Как летом, на улицах столики кафе. И оглушительно непривычный тогда для советского человека, видевшего фрукты только «в сезон», в окружении очередей, этот запах апельсинов, яблок, бананов, персиков в студеном воздухе туманного, чуть сбрызнутого солнцем февраля.
Тот же — «Отель дю Буа» на рю дю Дом, впереди неделя чисто номинальных дел. У мсье Монселя не было выхода, и он любезно исполнял свои обязанности хозяина, я же испытывал неловкость не слишком желанного гостя. Тут, однако, возникли новые обстоятельства, сильно изменившие мою жизнь в Париже тогда и мои парижские дела вообще.
Понтюс Хюльтен, знаменитый историк искусства, критик, коллекционер, директор Института исследований пластических искусств в Париже, в недавнем прошлом и Центра Помпиду, швед по происхождению, возмечтал устроить совместную французско-русскую выставку именно в Ленинграде — к этому городу у него была историческая, генетическая, иррациональная привязанность.

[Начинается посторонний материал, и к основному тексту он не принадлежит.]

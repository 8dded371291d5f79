//! OpenAuthz RBAC - Role bindings and permission resolution
//!
//! Two pieces: `RoleBindingStore` holds role and permission definitions plus
//! the role-permission and user-role bindings, with every uniqueness rule
//! enforced at the storage layer; `PermissionResolver` turns a user id into
//! the de-duplicated set of `resource:action` strings reachable through
//! that user's bindings.
//!
//! Resolution is set union over store queries keyed by id. There is no
//! in-memory object graph to walk and no ambient identity: the user id is
//! an explicit parameter everywhere.

#![warn(missing_docs)]

pub mod model;
pub mod resolver;
pub mod store;

pub use model::{Permission, Role, RoleKind, RolePermission, UserRole};
pub use resolver::PermissionResolver;
pub use store::{InMemoryRoleBindingStore, RoleBindingStore};
//! License Key Generation and Validation

use std::fmt;
use std::sync::Arc;

use authz_common::{AuthzError, AuthzResult, OrganizationId, PlanId, SubscriptionId};
use authz_catalog::model::PlanType;
use authz_catalog::store::CatalogStore;
use chrono::{DateTime, Utc};
use rand::rngs::OsRng;
use rand::RngCore;
use serde::{Deserialize, Serialize};
use uuid::Uuid;

use crate::store::BillingStore;
use crate::subscriptions::SubscriptionStatus;

/// Generate an opaque license key string: `LIC-` followed by 32
/// uppercase hex characters from the OS entropy source.
pub fn generate_key() -> String {
    let mut bytes = [0u8; 16];
    OsRng.fill_bytes(&mut bytes);
    format!("LIC-{}", hex::encode_upper(bytes))
}

/// Stored state of a license key
#[derive(Debug, Clone, Copy, PartialEq, Eq, Serialize, Deserialize)]
pub enum LicenseKeyStatus {
    Active,
    Suspended,
    Revoked,
    Expired,
}

impl fmt::Display for LicenseKeyStatus {
    fn fmt(&self, f: &mut fmt::Formatter<'_>) -> fmt::Result {
        match self {
            Self::Active => write!(f, "active"),
            Self::Suspended => write!(f, "suspended"),
            Self::Revoked => write!(f, "revoked"),
            Self::Expired => write!(f, "expired"),
        }
    }
}

/// A license key bound to one subscription
#[derive(Debug, Clone, Serialize, Deserialize)]
pub struct LicenseKey {
    pub id: Uuid,
    pub key: String,
    pub organization_id: OrganizationId,
    pub subscription_id: SubscriptionId,
    pub status: LicenseKeyStatus,
    pub issued_at: DateTime<Utc>,
    pub expires_at: Option<DateTime<Utc>>,
    pub last_validated_at: Option<DateTime<Utc>>,
    pub activation_count: u32,
    pub max_activations: Option<u32>,
}

impl LicenseKey {
    /// Issue a fresh active key for a subscription
    pub fn generate(organization_id: OrganizationId, subscription_id: SubscriptionId) -> Self {
        Self {
            id: Uuid::new_v4(),
            key: generate_key(),
            organization_id,
            subscription_id,
            status: LicenseKeyStatus::Active,
            issued_at: Utc::now(),
            expires_at: None,
            last_validated_at: None,
            activation_count: 0,
            max_activations: None,
        }
    }
}

/// Organization fields echoed back to a validating deployment
#[derive(Debug, Clone, Serialize, Deserialize)]
pub struct OrganizationSummary {
    pub id: OrganizationId,
    pub name: String,
}

/// Plan fields echoed back to a validating deployment
#[derive(Debug, Clone, Serialize, Deserialize)]
pub struct PlanSummary {
    pub id: PlanId,
    pub name: String,
    pub plan_type: PlanType,
}

/// Subscription fields echoed back to a validating deployment
#[derive(Debug, Clone, Serialize, Deserialize)]
pub struct SubscriptionSummary {
    pub id: SubscriptionId,
    pub status: SubscriptionStatus,
    pub expires_at: Option<DateTime<Utc>>,
}

/// Successful validation payload
#[derive(Debug, Clone, Serialize, Deserialize)]
pub struct ValidationResult {
    pub valid: bool,
    pub organization: OrganizationSummary,
    pub plan: PlanSummary,
    pub subscription: SubscriptionSummary,
}

/// License key validator
///
/// Checks run in a fixed order and the first failure wins: key
/// existence, then key status, then key expiry, then the effective
/// status of the backing subscription.
pub struct LicenseKeyValidator {
    store: Arc<dyn BillingStore>,
    catalog: Arc<dyn CatalogStore>,
}

impl LicenseKeyValidator {
    /// Create a validator over the billing and catalog stores
    pub fn new(store: Arc<dyn BillingStore>, catalog: Arc<dyn CatalogStore>) -> Self {
        Self { store, catalog }
    }

    /// Rotate the key for a subscription: issue a fresh key and revoke
    /// the previous one if present.
    pub async fn rotate(&self, subscription_id: SubscriptionId) -> AuthzResult<LicenseKey> {
        let subscription = self
            .store
            .subscription(subscription_id)
            .await?
            .ok_or_else(|| {
                AuthzError::NotFound(format!("subscription {} not found", subscription_id))
            })?;

        if let Some(mut old) = self.store.license_for_subscription(subscription_id).await? {
            if old.status == LicenseKeyStatus::Active {
                old.status = LicenseKeyStatus::Revoked;
                self.store.update_license_key(old).await?;
            }
        }

        let key = LicenseKey::generate(subscription.organization_id, subscription_id);
        self.store.insert_license_key(key.clone()).await?;
        tracing::info!("License key rotated for subscription {}", subscription_id);
        Ok(key)
    }

    /// Validate a presented key string
    ///
    /// On success the key's `last_validated_at` is touched best-effort;
    /// a failure to record it never fails the validation itself.
    pub async fn validate(&self, key: &str) -> AuthzResult<ValidationResult> {
        let record = self
            .store
            .license_key(key)
            .await?
            .ok_or_else(|| AuthzError::NotFound("license key not found".into()))?;

        match record.status {
            LicenseKeyStatus::Active => {}
            other => {
                return Err(AuthzError::BadRequest(format!("license key is {}", other)));
            }
        }

        let now = Utc::now();
        if let Some(at) = record.expires_at {
            if at <= now {
                return Err(AuthzError::BadRequest("license key is expired".into()));
            }
        }

        let subscription = self
            .store
            .subscription(record.subscription_id)
            .await?
            .ok_or_else(|| {
                AuthzError::NotFound(format!(
                    "subscription {} not found",
                    record.subscription_id
                ))
            })?;
        let status = subscription.effective_status(now);
        if !subscription.is_live(now) {
            return Err(AuthzError::BadRequest(format!("subscription is {}", status)));
        }

        let organization = self
            .store
            .organization(record.organization_id)
            .await?
            .ok_or_else(|| {
                AuthzError::NotFound(format!(
                    "organization {} not found",
                    record.organization_id
                ))
            })?;
        let plan = self
            .catalog
            .plan(subscription.plan_id)
            .await?
            .ok_or_else(|| {
                AuthzError::NotFound(format!("plan {} not found", subscription.plan_id))
            })?;

        if let Err(err) = self.store.touch_license_validated(record.id, now).await {
            tracing::debug!("Validation timestamp not recorded for {}: {}", record.key, err);
        }

        Ok(ValidationResult {
            valid: true,
            organization: OrganizationSummary {
                id: organization.id,
                name: organization.name,
            },
            plan: PlanSummary {
                id: plan.id,
                name: plan.name,
                plan_type: plan.plan_type,
            },
            subscription: SubscriptionSummary {
                id: subscription.id,
                status,
                expires_at: subscription.expires_at,
            },
        })
    }

    /// Revoke a key by its string form
    pub async fn revoke(&self, key: &str) -> AuthzResult<LicenseKey> {
        let mut record = self
            .store
            .license_key(key)
            .await?
            .ok_or_else(|| AuthzError::NotFound("license key not found".into()))?;

        if record.status == LicenseKeyStatus::Revoked {
            return Err(AuthzError::BadRequest("license key already revoked".into()));
        }

        record.status = LicenseKeyStatus::Revoked;
        self.store.update_license_key(record.clone()).await?;
        tracing::info!("License key revoked: {}", record.key);
        Ok(record)
    }
}

#[cfg(test)]
mod tests {
    use super::*;
    use crate::org::Organization;
    use crate::store::InMemoryBillingStore;
    use crate::subscriptions::{Subscription, SubscriptionLifecycle};
    use authz_catalog::model::{BillingPeriod, SubscriptionPlan};
    use authz_catalog::store::InMemoryCatalogStore;
    use rust_decimal_macros::dec;

    struct Fixture {
        validator: LicenseKeyValidator,
        lifecycle: SubscriptionLifecycle,
        store: Arc<InMemoryBillingStore>,
        subscription: Subscription,
        key: LicenseKey,
    }

    async fn subscribed_org() -> Fixture {
        let store = Arc::new(InMemoryBillingStore::new());
        let catalog = Arc::new(InMemoryCatalogStore::new());

        let org = Organization::new("Acme Corp").unwrap();
        store.register_organization(org.clone()).await.unwrap();
        let plan = SubscriptionPlan::new(
            "Basic",
            PlanType::Basic,
            BillingPeriod::Monthly,
            dec!(29),
        )
        .unwrap();
        catalog.create_plan(plan.clone()).await.unwrap();

        let lifecycle = SubscriptionLifecycle::new(store.clone(), catalog.clone());
        let subscription = lifecycle.create(org.id, plan.id, true).await.unwrap();
        let key = store
            .license_for_subscription(subscription.id)
            .await
            .unwrap()
            .unwrap();
        let validator = LicenseKeyValidator::new(store.clone(), catalog);

        Fixture {
            validator,
            lifecycle,
            store,
            subscription,
            key,
        }
    }

    #[test]
    fn test_generate_key_format() {
        let key = generate_key();
        assert!(key.starts_with("LIC-"));
        assert_eq!(key.len(), 36);
        assert!(key[4..]
            .chars()
            .all(|c| c.is_ascii_hexdigit() && !c.is_ascii_lowercase()));
    }

    #[test]
    fn test_generate_key_unique() {
        assert_ne!(generate_key(), generate_key());
    }

    #[tokio::test]
    async fn test_validate_live_key() {
        let fx = subscribed_org().await;
        let result = fx.validator.validate(&fx.key.key).await.unwrap();

        assert!(result.valid);
        assert_eq!(result.organization.name, "Acme Corp");
        assert_eq!(result.plan.name, "Basic");
        assert_eq!(result.subscription.status, SubscriptionStatus::Active);

        let touched = fx
            .store
            .license_key(&fx.key.key)
            .await
            .unwrap()
            .unwrap();
        assert!(touched.last_validated_at.is_some());
    }

    #[tokio::test]
    async fn test_validate_unknown_key() {
        let fx = subscribed_org().await;
        let err = fx.validator.validate("LIC-DOESNOTEXIST").await.unwrap_err();
        assert!(matches!(err, AuthzError::NotFound(_)));
    }

    #[tokio::test]
    async fn test_validate_revoked_key() {
        let fx = subscribed_org().await;
        fx.validator.revoke(&fx.key.key).await.unwrap();

        let err = fx.validator.validate(&fx.key.key).await.unwrap_err();
        assert!(matches!(err, AuthzError::BadRequest(_)));
    }

    #[tokio::test]
    async fn test_validate_expired_key() {
        let fx = subscribed_org().await;
        let mut key = fx.key.clone();
        key.expires_at = Some(Utc::now() - chrono::Duration::days(1));
        fx.store.update_license_key(key).await.unwrap();

        let err = fx.validator.validate(&fx.key.key).await.unwrap_err();
        assert!(matches!(err, AuthzError::BadRequest(_)));
    }

    #[tokio::test]
    async fn test_validate_canceled_subscription() {
        let fx = subscribed_org().await;
        fx.lifecycle.cancel(fx.subscription.id).await.unwrap();

        let err = fx.validator.validate(&fx.key.key).await.unwrap_err();
        match err {
            AuthzError::BadRequest(msg) => assert!(msg.contains("canceled")),
            other => panic!("unexpected error: {other}"),
        }
    }

    #[tokio::test]
    async fn test_revoke_twice_rejected() {
        let fx = subscribed_org().await;
        fx.validator.revoke(&fx.key.key).await.unwrap();
        let err = fx.validator.revoke(&fx.key.key).await.unwrap_err();
        assert!(matches!(err, AuthzError::BadRequest(_)));
    }

    #[tokio::test]
    async fn test_rotate_revokes_previous_key() {
        let fx = subscribed_org().await;
        let fresh = fx.validator.rotate(fx.subscription.id).await.unwrap();
        assert_ne!(fresh.key, fx.key.key);

        let err = fx.validator.validate(&fx.key.key).await.unwrap_err();
        assert!(matches!(err, AuthzError::BadRequest(_)));
        let result = fx.validator.validate(&fresh.key).await.unwrap();
        assert!(result.valid);
    }
}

Идея эта начинала реализовываться, музейное начальство доверило мне продолжение начатых в Ленинграде самых общих предварительных переговоров — тогда выставки еще не сулили ни коммерческих проблем, ни коммерческих радостей. Нас все любили за перестройку и гласность, за Малевича и Филонова, и общение с французами носило характер восторженно-идиллический.
Далеко не сразу я догадался, насколько мало понимаем мы друг друга, если понимаем вообще. Наши парижские коллеги давно перелистали страницы искусства двадцатого века, которые мы только начали открывать, занимало их, скорее, будущее, но вовсе без той истерики, как занимало оно нас. Хюльтен, дважды в неделю ездивший читать лекции в Венецию, просто не понял, когда услыхал, что я не бывал в Венеции никогда, как не понимал и того, что приезд в Париж для меня случайный и счастливый шанс, а не будничная командировка. Хюльтен и ближайшие его коллеги — историк искусства Серж Фошеро, теоретик и живописец, известный под псевдонимом Саркис, знаменитый уже в ту пору Даниэль Бюрен (чьи пеньки-колонны по сию пору тревожат сад Пале-Руаяля), — они жили и мыслили как истые постмодернисты, не столько даже по художественным пристрастиям, сколько по мироощущению.
Искусство воспринималось ими как комбинации давно известных цитат, как шахматный этюд, остроумное разгадывание которого приносило удовольствие, равно как и профессиональные и материальные дивиденды. Они возводили тонкие и затейливые интеллектуальные конструкции вокруг любого художественного явления, и процесс этот был способом существования, приятным и необременительным, равно как и устройство семинаров, коллоквиумов, конкурсов. В институте учились молодые люди с разных концов света — от Испании до Китая, и главным в их деятельности была именно вербализация художественного процесса. Давал институт и некоторые гарантии коммерческого успеха — у него было недавняя, но серьезная репутация.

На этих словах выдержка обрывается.